Maryland’s top education leader is pressing the state’s 24 school systems to consider bringing small groups of students back to campus despite surging coronavirus cases, citing intensive student needs and research that does not show major in-school spread of the virus.

State Superintendent Karen B. Salmon pointed to failing grades in school systems that rely on remote instruction, including those in suburban Montgomery County and Virginia’s Fairfax County, while also noting the mental health fallout for students and inequities for those most vulnerable.

“The research is not showing a consistent relationship between in-person K-through-12 schooling with appropriate safety measures and the spread of the coronavirus,” Salmon told the Maryland State Board of Education on Tuesday. “I . . . continue to encourage our school systems to bring small groups of students in for in-person instruction.”

State officials said it appears that just two of Maryland’s school systems are currently doing some form of in-person instruction.

When the school year’s second semester begins in 2021, Salmon said, it will be “critical” to also return students to hybrid models of instruction, which typically offer in-person classes for part of each week for a broader student population.

“We need to reopen our schools because the risks to our children of keeping them closed are far greater,” she said.

Her push comes as a number of school systems nationally have retreated on plans for in-person learning with coronavirus cases on the rise. But it was not quite a month and a half ago — when the daily count of new cases was lower in Maryland — that Salmon issued a “call to action” for schools to reopen for at least some students.

State board members spoke in favor of Salmon’s effort at a meeting in late October, voting to support it. At the time, 19 school systems in Maryland had offered some version of in-person instruction to at least some students.

Maryland state superintendent says students should be in school ‘right now’

Six weeks later, with cases spiking, state board members on Tuesday again spoke in support of Salmon’s plan.

Salmon had introduced the issue with a presentation by Jinlene Chan, acting deputy secretary for the Maryland Department of Health.
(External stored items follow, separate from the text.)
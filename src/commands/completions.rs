//! Shell completions command

use clap::CommandFactory;

use crate::cli::CompletionsArgs;
use crate::error::Result;

/// Generate shell completions
pub fn run(args: CompletionsArgs) -> Result<()> {
    let mut cmd = <crate::cli::Cli as CommandFactory>::command();
    clap_complete::generate(args.shell, &mut cmd, "devsetup", &mut std::io::stdout().lock());
    Ok(())
}
//! devsetup - developer tool installer
//!
//! Installs developer tools described in a catalog on apt-based systems,
//! resolving dependencies and refusing conflicting selections before any
//! privileged command runs.

use clap::Parser;

mod backend;
mod catalog;
mod cli;
mod commands;
mod config;
mod error;
mod operations;
mod privilege;
mod profiles;
mod progress;
mod resolver;

use cli::{Cli, Commands};
use commands::GlobalArgs;

const LOG_ENV: &str = "DEVSETUP_LOG";

fn init_tracing(verbose: bool) {
    let default = if verbose { "devsetup=debug" } else { "warn" };
    tracing_subscriber::fmt()
        .with_env_filter(
            tracing_subscriber::EnvFilter::try_from_env(LOG_ENV)
                .unwrap_or_else(|_| tracing_subscriber::EnvFilter::new(default)),
        )
        .with_writer(std::io::stderr)
        .with_target(false)
        .init();
}

fn main() {
    let cli = Cli::parse();
    init_tracing(cli.verbose);

    let globals = GlobalArgs {
        catalog: cli.catalog,
        config: cli.config,
    };

    let result = match cli.command {
        Commands::List(args) => commands::list::run(&globals, args),
        Commands::Show(args) => commands::show::run(&globals, args),
        Commands::Plan(args) => commands::plan::run(&globals, args),
        Commands::Validate(args) => commands::validate::run(&globals, args),
        Commands::Graph(args) => commands::graph::run(&globals, args),
        Commands::Install(args) => commands::install::run(&globals, args),
        Commands::Uninstall(args) => commands::uninstall::run(&globals, args),
        Commands::Extras(args) => commands::extras::run(&globals, args),
        Commands::Sites(args) => commands::sites::run(&globals, args),
        Commands::Service(args) => commands::service::run(&globals, args),
        Commands::Doctor(args) => commands::doctor::run(&globals, args),
        Commands::Profile(args) => commands::profile::run(&globals, args),
        Commands::Version => commands::version::run(),
        Commands::Completions(args) => commands::completions::run(args),
    };

    if let Err(e) = result {
        eprintln!("Error: {e}");
        std::process::exit(1);
    }
}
Chan said that state guidelines about when schools should be open or closed are not “hard and fast rules” and that state officials recognize each system must respond to unique characteristics related to the layouts of buildings, student needs and other issues.

While not all students would return to in-person classes, possibilities could include a limited return that focused on some students, especially those who are struggling with virtual learning or who have special needs, she said

“Those are some of the opportunities that I think are still available,” she said.
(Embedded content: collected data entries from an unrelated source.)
//! Install command implementation
//!
//! The selection is resolved once up front so conflicts are reported
//! without asking for a password. The install operation then repeats the
//! checks with the credential in hand.

use console::Style;

use super::GlobalArgs;
use super::helpers::{Context, confirm, finish, read_credential};
use crate::cli::InstallArgs;
use crate::error::Result;
use crate::operations::install::ConflictReport;
use crate::operations::{InstallOperation, InstallOutcome, InstallSummary};
use crate::profiles::ProfileStore;
use crate::progress::{JsonLinesSink, ProgressDisplay, ProgressSink};
use crate::resolver::Resolver;
use crate::resolver::conflicts::summarize;

/// Run install command
pub fn run(globals: &GlobalArgs, args: InstallArgs) -> Result<()> {
    let json = args.json;
    let result = prepare_and_install(globals, &args);
    finish(result, json, InstallOutcome::success, display)
}

fn prepare_and_install(globals: &GlobalArgs, args: &InstallArgs) -> Result<InstallOutcome> {
    let ctx = Context::load(globals)?;

    let tool_ids = match &args.profile {
        Some(id) => {
            let store = ProfileStore::new(ctx.settings.profiles_path()?);
            store.get(id)?.tools
        }
        None => args.tools.clone(),
    };

    let resolver = Resolver::new(&ctx.catalog);
    let selected = resolver.select(&tool_ids)?;
    let preview = resolver.resolve(&selected);
    if preview.is_blocked() {
        return Ok(InstallOutcome::ConflictBlocked(ConflictReport {
            success: false,
            conflicts: preview.conflicts,
        }));
    }

    if !args.json {
        println!(
            "{} {}",
            Style::new().bold().apply_to("Install order:"),
            preview.install_order_ids().join(" -> ")
        );
    }
    let prompt = format!("Install {} tools?", preview.install_order.len());
    if !confirm(&prompt, args.yes || args.json)? {
        println!("Cancelled.");
        std::process::exit(0);
    }

    let credential = read_credential(args.password_stdin)?;
    let executor = ctx.executor();
    let backend = ctx.backend(&executor);

    let mut sink: Box<dyn ProgressSink> = if args.json {
        Box::new(JsonLinesSink::new(std::io::stderr()))
    } else {
        Box::new(ProgressDisplay::new(preview.install_order.len() as u64))
    };

    let mut operation = InstallOperation::new(&ctx.catalog, &executor, &backend);
    operation.execute(&tool_ids, &credential, sink.as_mut())
}

fn display(outcome: &InstallOutcome) {
    match outcome {
        InstallOutcome::ConflictBlocked(report) => {
            println!(
                "{} {}",
                Style::new().bold().red().apply_to("Tool conflicts detected:"),
                summarize(&report.conflicts)
            );
            println!("Nothing was installed.");
        }
        InstallOutcome::Completed(summary) => display_summary(summary),
    }
}

fn display_summary(summary: &InstallSummary) {
    for result in summary.results.iter().filter(|r| !r.success) {
        println!(
            "  {} {}: {}",
            Style::new().red().apply_to("✗"),
            result.name,
            result.message
        );
    }
    let headline = format!(
        "{} installed, {} failed",
        summary.installed_count, summary.failed_count
    );
    if summary.success {
        println!("{}", Style::new().green().bold().apply_to(headline));
    } else {
        println!("{}", Style::new().red().bold().apply_to(headline));
    }
}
Montgomery County school officials said Tuesday that they are moving toward bringing small groups of students back to school campuses. If a plan gets final approval from the county school board next week, some students could return as early as Jan. 12, said Gboyinde Onijala, spokeswoman for the 161,000-student school system, the state’s largest.
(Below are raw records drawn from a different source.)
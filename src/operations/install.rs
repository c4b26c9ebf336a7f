//! Install operation
//!
//! Runs one installation batch through its states:
//!
//! ```text
//! Preparing -> Resolving -> ConflictBlocked
//!                        -> Installing -> Completed | Failed
//! ```
//!
//! Request problems (empty selection, missing or rejected credential,
//! unknown tool ids) are errors raised in `Preparing`, before anything
//! privileged runs. Conflicts end the run in `ConflictBlocked` with the
//! conflict list and no events. Once `Installing` starts every tool in the
//! install order is attempted: a failed tool is recorded and the batch
//! moves on.

use serde::Serialize;

use super::{ToolResult, authorize};
use crate::backend::PackageBackend;
use crate::catalog::{Catalog, Tool};
use crate::error::{DevsetupError, Result};
use crate::privilege::{Credential, PrivilegedExecutor, RunOptions};
use crate::progress::{ProgressEvent, ProgressSink, ProgressStatus};
use crate::resolver::{Conflict, Resolver};

#[derive(Debug, Clone, Copy, PartialEq, Eq)]
pub enum InstallState {
    Preparing,
    Resolving,
    ConflictBlocked,
    Installing,
    Completed,
    Failed,
}

impl std::fmt::Display for InstallState {
    fn fmt(&self, f: &mut std::fmt::Formatter<'_>) -> std::fmt::Result {
        let name = match self {
            InstallState::Preparing => "preparing",
            InstallState::Resolving => "resolving",
            InstallState::ConflictBlocked => "conflict-blocked",
            InstallState::Installing => "installing",
            InstallState::Completed => "completed",
            InstallState::Failed => "failed",
        };
        f.write_str(name)
    }
}

/// Aggregate result of an install batch
#[derive(Debug, Clone, Serialize)]
#[serde(rename_all = "camelCase")]
pub struct InstallSummary {
    pub success: bool,
    pub results: Vec<ToolResult>,
    pub installed_count: usize,
    pub failed_count: usize,
}

impl InstallSummary {
    fn from_results(results: Vec<ToolResult>) -> Self {
        let installed_count = results.iter().filter(|r| r.success).count();
        let failed_count = results.len() - installed_count;
        Self {
            success: failed_count == 0,
            results,
            installed_count,
            failed_count,
        }
    }
}

#[derive(Debug, Clone, Serialize)]
pub struct ConflictReport {
    pub success: bool,
    pub conflicts: Vec<Conflict>,
}

#[derive(Debug, Clone, Serialize)]
#[serde(untagged)]
pub enum InstallOutcome {
    Completed(InstallSummary),
    ConflictBlocked(ConflictReport),
}

impl InstallOutcome {
    pub fn success(&self) -> bool {
        match self {
            InstallOutcome::Completed(summary) => summary.success,
            InstallOutcome::ConflictBlocked(_) => false,
        }
    }
}

pub struct InstallOperation<'a> {
    catalog: &'a Catalog,
    executor: &'a dyn PrivilegedExecutor,
    backend: &'a dyn PackageBackend,
    state: InstallState,
}

impl<'a> InstallOperation<'a> {
    pub fn new(
        catalog: &'a Catalog,
        executor: &'a dyn PrivilegedExecutor,
        backend: &'a dyn PackageBackend,
    ) -> Self {
        Self {
            catalog,
            executor,
            backend,
            state: InstallState::Preparing,
        }
    }

    pub fn state(&self) -> InstallState {
        self.state
    }

    fn transition(&mut self, state: InstallState) {
        tracing::debug!(from = %self.state, to = %state, "install state");
        self.state = state;
    }

    /// Install the tools named by `tool_ids` and everything they depend on.
    pub fn execute<S: AsRef<str>>(
        &mut self,
        tool_ids: &[S],
        credential: &Credential,
        sink: &mut dyn ProgressSink,
    ) -> Result<InstallOutcome> {
        self.state = InstallState::Preparing;
        if tool_ids.is_empty() {
            return Err(DevsetupError::EmptySelection);
        }
        if credential.is_empty() {
            return Err(DevsetupError::MissingCredential);
        }
        let resolver = Resolver::new(self.catalog);
        let selected = resolver.select(tool_ids)?;
        authorize(self.executor, credential)?;

        self.transition(InstallState::Resolving);
        let resolution = resolver.resolve(&selected);
        if resolution.is_blocked() {
            self.transition(InstallState::ConflictBlocked);
            return Ok(InstallOutcome::ConflictBlocked(ConflictReport {
                success: false,
                conflicts: resolution.conflicts,
            }));
        }

        self.transition(InstallState::Installing);
        let total = resolution.install_order.len();
        let mut results = Vec::with_capacity(total);
        for tool in resolution.install_order {
            let done = results.len();
            sink.event(&ProgressEvent::new(
                &tool.id,
                ProgressStatus::Installing,
                done,
                total,
                format!("Installing {}...", tool.name),
            ));

            let result = self.install_tool(tool, credential, sink);
            let (status, message) = if result.success {
                (ProgressStatus::Completed, format!("{} installed successfully", tool.name))
            } else {
                tracing::warn!(tool = %tool.id, reason = %result.message, "tool failed to install");
                (ProgressStatus::Failed, format!("Failed to install {}", tool.name))
            };
            sink.event(&ProgressEvent::new(&tool.id, status, done + 1, total, message));
            results.push(result);
        }
        sink.finish();

        let summary = InstallSummary::from_results(results);
        self.transition(if summary.success {
            InstallState::Completed
        } else {
            InstallState::Failed
        });
        Ok(InstallOutcome::Completed(summary))
    }

    /// Install one tool's packages, then its post-install command.
    fn install_tool(
        &self,
        tool: &Tool,
        credential: &Credential,
        sink: &mut dyn ProgressSink,
    ) -> ToolResult {
        let packages = self.backend.effective_packages(&tool.package);
        let mut on_chunk = |chunk: &crate::privilege::OutputChunk| sink.output(&chunk.data);

        let outcome = self
            .backend
            .install(&packages, credential, &mut on_chunk)
            .map(|()| format!("Successfully installed {}", packages.join(" ")))
            .and_then(|message| match &tool.post_install {
                Some(command) => self
                    .executor
                    .run_streaming(command, credential, &RunOptions::default(), &mut on_chunk)
                    .map(|_| message)
                    .inspect_err(|e| {
                        tracing::warn!(tool = %tool.id, error = %e, "post-install command failed");
                    }),
                None => Ok(message),
            });

        match outcome {
            Ok(message) => ToolResult {
                tool_id: tool.id.clone(),
                name: tool.name.clone(),
                success: true,
                message,
            },
            Err(e) => ToolResult {
                tool_id: tool.id.clone(),
                name: tool.name.clone(),
                success: false,
                message: e.to_string(),
            },
        }
    }
}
“We are focused and committed to bring students back as soon as possible,” she said.

Parents and teachers: Tell The Washington Post how your kids are handling online classes

The state board meeting came a day after the leader of Maryland’s second-largest school system spoke with The Washington Post about a recent decision to delay plans for returning students to in-person instruction.

Prince George’s will not bring students back Feb. 1, as it once hoped to do, said Monica Goldson, chief executive officer of Prince George’s County’s public schools.

Goldson did not specify a new target date, saying that health conditions are key. If case numbers drop, the school system could potentially survey parents in February and bring back some students in small groups a few weeks later, she said.

She noted that parents in Prince George’s — hit hard by the pandemic — are not clamoring to get their children back into school buildings.

More than two-thirds of respondents in an October survey said they would not send their children back to campus if they had the chance.

“Before this school year is out, we definitely want to provide some form of small group support and instruction for our students if we possibly can,” she said.

Prince George’s leads the state in the number of coronavirus cases — more than 44,800 — and is second only to Montgomery County in number of deaths, according to The Post’s tracker.

In neighboring Montgomery, the topic of reopening schools comes before the school board again next Tuesday. It has been a controversial topic, with many parents urging that schools be opened and criticizing the system’s approach to a return as overly strict.

New survey data show 63,352 people opting for partial in-person schooling and 63,760 selecting an all-virtual approach, Onijala said.

Both Maryland school systems have had employees test positive.

Prince George’s lists buildings that close or get sanitized after a coronavirus case. Montgomery has a dashboard showing the number of employees who have tested positive, 183, and the number currently in quarantine, 24.

The state department of health operates a dashboard of outbreak-associated cases in schools.